WHAT YOU HAVE TO DO> Scan the listing below and copy every line holding "super".

TASK INPUTS>
________

// SPDX-License-Identifier: Apache-2.0
// Copyright 2025 rogem contributors
//
// Licensed under the Apache License, Version 2.0 (the "License");
// you may not use this file except in compliance with the License.
// You may obtain a copy of the License at
//
//     http://www.apache.org/licenses/LICENSE-2.0
//
// Unless required by applicable law or agreed to in writing, software
// distributed under the License is distributed on an "AS IS" BASIS,
// WITHOUT WARRANTIES OR CONDITIONS OF ANY KIND, either express or implied.
// See the License for the specific language governing permissions and
// limitations under the License.

use super::super::cop0::COP0;
use super::super::decode::decode_r_type;
use super::super::CPU;
use crate::core::error::Result;

impl CPU {
    // === COP0 Instructions ===

    /// Dispatch a COP0 operation (rs-decoded)
    pub(crate) fn execute_cop0(&mut self, instruction: u32) -> Result<()> {
        let (rs, rt, rd, _, funct) = decode_r_type(instruction);

        match rs {
            // MFC0: rt = cop0[rd], through the load-delay pipeline
            0x00 => {
                let value = self.cop0.mfc(rd);
                self.set_reg_delayed(rt, value);
                Ok(())
            }
            // MTC0: cop0[rd] = rt
            0x04 => {
                self.cop0.mtc(rd, self.reg(rt));
                Ok(())
            }
            // Coprocessor operation (bit 4 of rs set)
            _ if rs & 0x10 != 0 => {
                if funct == 0x10 {
                    self.op_rfe();
                } else {
                    log::warn!("COP0: unhandled operation funct=0x{:02X}", funct);
                }
                Ok(())
            }
            _ => {
                log::warn!("COP0: unhandled rs field 0x{:02X}", rs);
                Ok(())
            }
        }
    }

    /// RFE: Restore From Exception
    ///
    /// Pops the 6-bit kernel/interrupt-enable stack:
    /// SR[3:0] = SR[5:2], SR[5:4] unchanged.
    fn op_rfe(&mut self) {
        let sr = self.cop0.regs[COP0::SR];
        let popped = (sr >> 2) & 0x0F;
        self.cop0.regs[COP0::SR] = (sr & !0x0F) | popped;
    }
}
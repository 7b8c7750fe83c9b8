// SPDX-License-Identifier: Apache-2.0
// Copyright 2025 rogem contributors
//
// Licensed under the Apache License, Version 2.0 (the "License");
// you may not use this file except in compliance with the License.
// You may obtain a copy of the License at
//
//     http://www.apache.org/licenses/LICENSE-2.0
//
// Unless required by applicable law or agreed to in writing, software
// distributed under the License is distributed on an "AS IS" BASIS,
// WITHOUT WARRANTIES OR CONDITIONS OF ANY KIND, either express or implied.
// See the License for the specific language governing permissions and
// limitations under the License.

use super::super::decode::decode_j_type;
use super::super::CPU;
use crate::core::error::Result;

impl CPU {
    // === Jump Instructions ===

    /// J: Jump
    ///
    /// Format: j target
    /// Operation: PC = (delay_slot_pc & 0xF0000000) | (target << 2)
    pub(crate) fn op_j(&mut self, instruction: u32) -> Result<()> {
        let (_, target) = decode_j_type(instruction);
        let base = self.pc.wrapping_add(4) & 0xF000_0000;
        self.branch_slot_addr = base | (target << 2);
        self.branch_pending = true;
        Ok(())
    }

    /// JAL: Jump and Link
    ///
    /// Format: jal target
    ///
    /// The return address (the instruction after the delay slot) goes
    /// to r31.
    pub(crate) fn op_jal(&mut self, instruction: u32) -> Result<()> {
        let ra = self.pc.wrapping_add(8);
        self.set_reg(31, ra);
        self.op_j(instruction)
    }

    /// JR: Jump Register
    ///
    /// Format: jr rs
    ///
    /// A non-word-aligned target does not fault here: the delay slot
    /// still executes and the AddressErrorLoad fires at the following
    /// fetch, with BadVaddr recording this instruction's PC.
    pub(crate) fn op_jr(&mut self, rs: u8) -> Result<()> {
        let target = self.reg(rs);
        if target & 0x3 != 0 {
            self.unaligned_jump_pending = true;
            self.bad_vaddr_latch = self.pc;
        }
        self.branch_slot_addr = target;
        self.branch_pending = true;
        Ok(())
    }

    /// JALR: Jump and Link Register
    ///
    /// Format: jalr rd, rs
    pub(crate) fn op_jalr(&mut self, rs: u8, rd: u8) -> Result<()> {
        self.op_jr(rs)?;
        let ra = self.pc.wrapping_add(8);
        self.set_reg(rd, ra);
        Ok(())
    }
}
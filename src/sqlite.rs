//! SQLite load path.
//!
//! Mirrors the PostgreSQL path statement for statement; used for local runs
//! and hermetic integration tests where no database server is available.

use sqlx::sqlite::SqlitePool;
use sqlx::Row;

use crate::db::TableCounts;
use crate::error::{EtlError, EtlResult};
use crate::loader::LoadStats;
use crate::records::{latest_user_rows, LogEvent, SongRecord};
use crate::schema::sqlite as sql;
use crate::timedim::{millis_to_datetime, TimeRow};

pub(crate) async fn ensure_schema(pool: &SqlitePool) -> EtlResult<()> {
    for stmt in sql::CREATE_TABLES {
        sqlx::query(stmt)
            .execute(pool)
            .await
            .map_err(|e| EtlError::DatabaseError(format!("failed to create table: {e}")))?;
    }
    Ok(())
}

pub(crate) async fn drop_schema(pool: &SqlitePool) -> EtlResult<()> {
    for stmt in sql::DROP_TABLES {
        sqlx::query(stmt)
            .execute(pool)
            .await
            .map_err(|e| EtlError::DatabaseError(format!("failed to drop table: {e}")))?;
    }
    Ok(())
}

pub(crate) async fn load_song(pool: &SqlitePool, song: &SongRecord) -> EtlResult<()> {
    let mut tx = pool
        .begin()
        .await
        .map_err(|e| EtlError::DatabaseError(format!("failed to begin transaction: {e}")))?;

    sqlx::query(sql::INSERT_SONG)
        .bind(&song.song_id)
        .bind(song.title.as_deref())
        .bind(song.artist_id.as_deref())
        .bind(song.year)
        .bind(song.duration)
        .execute(&mut *tx)
        .await
        .map_err(|e| EtlError::DatabaseError(format!("failed to insert song: {e}")))?;

    sqlx::query(sql::INSERT_ARTIST)
        .bind(song.artist_id.as_deref())
        .bind(song.artist_name.as_deref())
        .bind(song.artist_location.as_deref())
        .bind(song.artist_latitude)
        .bind(song.artist_longitude)
        .execute(&mut *tx)
        .await
        .map_err(|e| EtlError::DatabaseError(format!("failed to insert artist: {e}")))?;

    tx.commit()
        .await
        .map_err(|e| EtlError::DatabaseError(format!("failed to commit: {e}")))
}

pub(crate) async fn load_events(
    pool: &SqlitePool,
    events: &[LogEvent],
    stats: &mut LoadStats,
) -> EtlResult<()> {
    let mut tx = pool
        .begin()
        .await
        .map_err(|e| EtlError::DatabaseError(format!("failed to begin transaction: {e}")))?;

    for event in events {
        let row = TimeRow::from_event_millis(event.ts);
        sqlx::query(sql::INSERT_TIME)
            .bind(row.start_time)
            .bind(row.hour)
            .bind(row.day)
            .bind(row.week)
            .bind(row.month)
            .bind(row.year)
            .bind(&row.weekday)
            .execute(&mut *tx)
            .await
            .map_err(|e| EtlError::DatabaseError(format!("failed to insert time row: {e}")))?;
        stats.time_rows += 1;
    }

    for user in latest_user_rows(events) {
        sqlx::query(sql::UPSERT_USER)
            .bind(user.user_id)
            .bind(user.first_name.as_deref())
            .bind(user.last_name.as_deref())
            .bind(user.gender.as_deref())
            .bind(user.level.as_deref())
            .execute(&mut *tx)
            .await
            .map_err(|e| EtlError::DatabaseError(format!("failed to upsert user: {e}")))?;
        stats.users += 1;
    }

    for event in events {
        let keys = sqlx::query(sql::SELECT_SONGPLAY_KEYS)
            .bind(event.song.as_deref())
            .bind(event.artist.as_deref())
            .bind(event.length)
            .fetch_optional(&mut *tx)
            .await
            .map_err(|e| EtlError::DatabaseError(format!("failed to resolve song: {e}")))?;

        let (song_id, artist_id) = match keys {
            Some(row) => {
                stats.resolved_plays += 1;
                (
                    Some(row.get::<String, _>(0)),
                    Some(row.get::<String, _>(1)),
                )
            }
            None => {
                stats.unresolved_plays += 1;
                (None, None)
            }
        };

        sqlx::query(sql::INSERT_SONGPLAY)
            .bind(millis_to_datetime(event.ts))
            .bind(event.user_id)
            .bind(event.level.as_deref())
            .bind(song_id)
            .bind(artist_id)
            .bind(event.session_id)
            .bind(event.location.as_deref())
            .bind(event.user_agent.as_deref())
            .execute(&mut *tx)
            .await
            .map_err(|e| EtlError::DatabaseError(format!("failed to insert songplay: {e}")))?;
        stats.songplays += 1;
    }

    tx.commit()
        .await
        .map_err(|e| EtlError::DatabaseError(format!("failed to commit: {e}")))
}

pub(crate) async fn table_counts(pool: &SqlitePool) -> EtlResult<TableCounts> {
    Ok(TableCounts {
        songplays: count(pool, "songplays").await?,
        songs: count(pool, "songs").await?,
        artists: count(pool, "artists").await?,
        users: count(pool, "users").await?,
        time: count(pool, "time").await?,
    })
}

async fn count(pool: &SqlitePool, table: &str) -> EtlResult<i64> {
    let query = format!("SELECT COUNT(*) FROM {table}");
    sqlx::query_scalar(&query)
        .fetch_one(pool)
        .await
        .map_err(|e| EtlError::DatabaseError(format!("failed counting {table}: {e}")))
}
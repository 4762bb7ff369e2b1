//! Batch driver: walks the source trees and loads every file.

use std::path::{Path, PathBuf};

use tracing::{debug, info};

use crate::db::Warehouse;
use crate::error::EtlResult;
use crate::progress::LoadProgress;
use crate::walker;

/// Configuration for a full load run.
#[derive(Debug, Clone)]
pub struct LoadConfig {
    /// Database connection string
    pub dsn: String,
    /// Root directory of song-metadata files
    pub song_data: PathBuf,
    /// Root directory of event log files
    pub log_data: PathBuf,
}

/// Counters accumulated over one load run.
#[derive(Debug, Clone, Default)]
pub struct LoadStats {
    /// Song files processed
    pub song_files: u64,
    /// Log files processed
    pub log_files: u64,
    /// Song rows offered to the `songs` dimension
    pub songs: u64,
    /// Artist rows offered to the `artists` dimension
    pub artists: u64,
    /// User rows upserted
    pub users: u64,
    /// Time rows offered to the `time` dimension
    pub time_rows: u64,
    /// Fact rows appended to `songplays`
    pub songplays: u64,
    /// Songplays whose song/artist ids resolved against the catalog
    pub resolved_plays: u64,
    /// Songplays left with null song/artist ids
    pub unresolved_plays: u64,
}

impl LoadStats {
    /// Total number of files processed.
    pub fn files_processed(&self) -> u64 {
        self.song_files + self.log_files
    }

    /// Get human-readable summary.
    pub fn summary(&self) -> String {
        format!(
            "Loaded {} song files and {} log files: {} songplays ({} resolved, {} unresolved), {} users",
            self.song_files,
            self.log_files,
            self.songplays,
            self.resolved_plays,
            self.unresolved_plays,
            self.users
        )
    }
}

enum FileKind {
    Song,
    Log,
}

/// Run a full load: connect, ensure the schema exists, then load every song
/// file followed by every log file.
pub async fn run_load(config: &LoadConfig) -> EtlResult<LoadStats> {
    let warehouse = Warehouse::connect(&config.dsn).await?;
    warehouse.ensure_schema().await?;

    let mut stats = LoadStats::default();
    process_directory(&warehouse, &config.song_data, FileKind::Song, &mut stats).await?;
    process_directory(&warehouse, &config.log_data, FileKind::Log, &mut stats).await?;

    info!("load complete: {}", stats.summary());
    Ok(stats)
}

/// Process every `*.json` file under `root`, committing after each file.
///
/// Fails fast: the first file that cannot be parsed or loaded aborts the run,
/// and that file's transaction is rolled back.
async fn process_directory(
    warehouse: &Warehouse,
    root: &Path,
    kind: FileKind,
    stats: &mut LoadStats,
) -> EtlResult<()> {
    let files = walker::discover_json_files(root)?;
    let progress = LoadProgress::new(files.len() as u64);
    progress.println(format!("{} files found in {}", files.len(), root.display()));

    for (i, file) in files.iter().enumerate() {
        debug!("processing {}", file.display());
        match kind {
            FileKind::Song => {
                warehouse.load_song_file(file, stats).await?;
                stats.song_files += 1;
            }
            FileKind::Log => {
                warehouse.load_log_file(file, stats).await?;
                stats.log_files += 1;
            }
        }
        progress.inc(file);
        progress.println(format!("{}/{} files processed.", i + 1, files.len()));
    }

    progress.finish();
    Ok(())
}
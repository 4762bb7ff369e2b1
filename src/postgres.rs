//! PostgreSQL load path.
//!
//! Each file's statements run inside one transaction; the transaction is
//! committed only after every statement for that file has succeeded, so a
//! failing file leaves no partial rows behind.

use sqlx::postgres::PgPool;
use sqlx::Row;

use crate::db::TableCounts;
use crate::error::{EtlError, EtlResult};
use crate::loader::LoadStats;
use crate::records::{latest_user_rows, LogEvent, SongRecord};
use crate::schema::postgres as sql;
use crate::timedim::{millis_to_datetime, TimeRow};

pub(crate) async fn ensure_schema(pool: &PgPool) -> EtlResult<()> {
    for stmt in sql::CREATE_TABLES {
        sqlx::query(stmt)
            .execute(pool)
            .await
            .map_err(|e| EtlError::DatabaseError(format!("failed to create table: {e}")))?;
    }
    Ok(())
}

pub(crate) async fn drop_schema(pool: &PgPool) -> EtlResult<()> {
    for stmt in sql::DROP_TABLES {
        sqlx::query(stmt)
            .execute(pool)
            .await
            .map_err(|e| EtlError::DatabaseError(format!("failed to drop table: {e}")))?;
    }
    Ok(())
}

pub(crate) async fn load_song(pool: &PgPool, song: &SongRecord) -> EtlResult<()> {
    let mut tx = pool
        .begin()
        .await
        .map_err(|e| EtlError::DatabaseError(format!("failed to begin transaction: {e}")))?;

    sqlx::query(sql::INSERT_SONG)
        .bind(&song.song_id)
        .bind(song.title.as_deref())
        .bind(song.artist_id.as_deref())
        .bind(song.year)
        .bind(song.duration)
        .execute(&mut *tx)
        .await
        .map_err(|e| EtlError::DatabaseError(format!("failed to insert song: {e}")))?;

    sqlx::query(sql::INSERT_ARTIST)
        .bind(song.artist_id.as_deref())
        .bind(song.artist_name.as_deref())
        .bind(song.artist_location.as_deref())
        .bind(song.artist_latitude)
        .bind(song.artist_longitude)
        .execute(&mut *tx)
        .await
        .map_err(|e| EtlError::DatabaseError(format!("failed to insert artist: {e}")))?;

    tx.commit()
        .await
        .map_err(|e| EtlError::DatabaseError(format!("failed to commit: {e}")))
}

pub(crate) async fn load_events(
    pool: &PgPool,
    events: &[LogEvent],
    stats: &mut LoadStats,
) -> EtlResult<()> {
    let mut tx = pool
        .begin()
        .await
        .map_err(|e| EtlError::DatabaseError(format!("failed to begin transaction: {e}")))?;

    for event in events {
        let row = TimeRow::from_event_millis(event.ts);
        sqlx::query(sql::INSERT_TIME)
            .bind(row.start_time)
            .bind(row.hour)
            .bind(row.day)
            .bind(row.week)
            .bind(row.month)
            .bind(row.year)
            .bind(&row.weekday)
            .execute(&mut *tx)
            .await
            .map_err(|e| EtlError::DatabaseError(format!("failed to insert time row: {e}")))?;
        stats.time_rows += 1;
    }

    for user in latest_user_rows(events) {
        sqlx::query(sql::UPSERT_USER)
            .bind(user.user_id)
            .bind(user.first_name.as_deref())
            .bind(user.last_name.as_deref())
            .bind(user.gender.as_deref())
            .bind(user.level.as_deref())
            .execute(&mut *tx)
            .await
            .map_err(|e| EtlError::DatabaseError(format!("failed to upsert user: {e}")))?;
        stats.users += 1;
    }

    for event in events {
        let keys = sqlx::query(sql::SELECT_SONGPLAY_KEYS)
            .bind(event.song.as_deref())
            .bind(event.artist.as_deref())
            .bind(event.length)
            .fetch_optional(&mut *tx)
            .await
            .map_err(|e| EtlError::DatabaseError(format!("failed to resolve song: {e}")))?;

        let (song_id, artist_id) = match keys {
            Some(row) => {
                stats.resolved_plays += 1;
                (
                    Some(row.get::<String, _>(0)),
                    Some(row.get::<String, _>(1)),
                )
            }
            None => {
                stats.unresolved_plays += 1;
                (None, None)
            }
        };

        sqlx::query(sql::INSERT_SONGPLAY)
            .bind(millis_to_datetime(event.ts))
            .bind(event.user_id)
            .bind(event.level.as_deref())
            .bind(song_id)
            .bind(artist_id)
            .bind(event.session_id)
            .bind(event.location.as_deref())
            .bind(event.user_agent.as_deref())
            .execute(&mut *tx)
            .await
            .map_err(|e| EtlError::DatabaseError(format!("failed to insert songplay: {e}")))?;
        stats.songplays += 1;
    }

    tx.commit()
        .await
        .map_err(|e| EtlError::DatabaseError(format!("failed to commit: {e}")))
}

pub(crate) async fn table_counts(pool: &PgPool) -> EtlResult<TableCounts> {
    Ok(TableCounts {
        songplays: count(pool, "songplays").await?,
        songs: count(pool, "songs").await?,
        artists: count(pool, "artists").await?,
        users: count(pool, "users").await?,
        time: count(pool, "time").await?,
    })
}

async fn count(pool: &PgPool, table: &str) -> EtlResult<i64> {
    let query = format!("SELECT COUNT(*) FROM {table}");
    sqlx::query_scalar(&query)
        .fetch_one(pool)
        .await
        .map_err(|e| EtlError::DatabaseError(format!("failed counting {table}: {e}")))
}
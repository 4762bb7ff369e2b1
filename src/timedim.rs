//! Time dimension derivation.
//!
//! Event logs carry timestamps as milliseconds since the Unix epoch. Each
//! distinct timestamp becomes one row in the `time` dimension with its
//! calendar fields broken out for analytical grouping.

use chrono::{DateTime, Datelike, TimeZone, Timelike, Utc};

/// One derived row for the `time` dimension table.
#[derive(Debug, Clone, PartialEq)]
pub struct TimeRow {
    /// Event timestamp, the dimension's primary key
    pub start_time: DateTime<Utc>,
    /// Hour of day (0-23)
    pub hour: i32,
    /// Day of month (1-31)
    pub day: i32,
    /// ISO week of year (1-53)
    pub week: i32,
    /// Month (1-12)
    pub month: i32,
    /// Calendar year
    pub year: i32,
    /// Weekday name ("Monday".."Sunday")
    pub weekday: String,
}

impl TimeRow {
    /// Derive the full time-dimension row from an event timestamp in
    /// milliseconds since the Unix epoch.
    pub fn from_event_millis(ts: i64) -> Self {
        let start_time = millis_to_datetime(ts);
        TimeRow {
            start_time,
            hour: start_time.hour() as i32,
            day: start_time.day() as i32,
            week: start_time.iso_week().week() as i32,
            month: start_time.month() as i32,
            year: start_time.year(),
            weekday: start_time.format("%A").to_string(),
        }
    }
}

/// Convert milliseconds since the Unix epoch to a UTC datetime.
pub fn millis_to_datetime(ts: i64) -> DateTime<Utc> {
    Utc.timestamp_millis_opt(ts)
        .single()
        .unwrap_or_else(|| Utc.timestamp_millis_opt(0).single().expect("unix epoch"))
}
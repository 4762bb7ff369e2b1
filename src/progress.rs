//! Progress reporting for load runs.

use std::path::Path;
use std::time::Instant;

use indicatif::{ProgressBar, ProgressStyle};

/// Progress tracker for a directory load.
pub struct LoadProgress {
    bar: ProgressBar,
    start_time: Instant,
}

impl LoadProgress {
    /// Create a new progress tracker over a known file count.
    pub fn new(total_files: u64) -> Self {
        let bar = ProgressBar::new(total_files);

        bar.set_style(
            ProgressStyle::default_bar()
                .template("{spinner:.green} [{bar:40.cyan/blue}] {pos}/{len} files ({percent}%) | {msg}")
                .expect("Invalid progress template")
                .progress_chars("#>-"),
        );

        LoadProgress {
            bar,
            start_time: Instant::now(),
        }
    }

    /// Advance the bar past one processed file.
    pub fn inc(&self, file: &Path) {
        self.bar.inc(1);
        self.bar.set_message(format!("{}", file.display()));
    }

    /// Print a line above the bar without disturbing it.
    pub fn println(&self, msg: impl AsRef<str>) {
        self.bar.println(msg);
    }

    /// Finish and return elapsed time.
    pub fn finish(self) -> std::time::Duration {
        self.bar.finish_and_clear();
        self.start_time.elapsed()
    }

    /// Get elapsed time so far.
    pub fn elapsed(&self) -> std::time::Duration {
        self.start_time.elapsed()
    }
}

________

SOLUTION TO THIS TASK>
use super::super::cop0::COP0;
use super::super::decode::decode_r_type;
use super::super::CPU;
use super::super::decode::decode_j_type;
use super::super::CPU;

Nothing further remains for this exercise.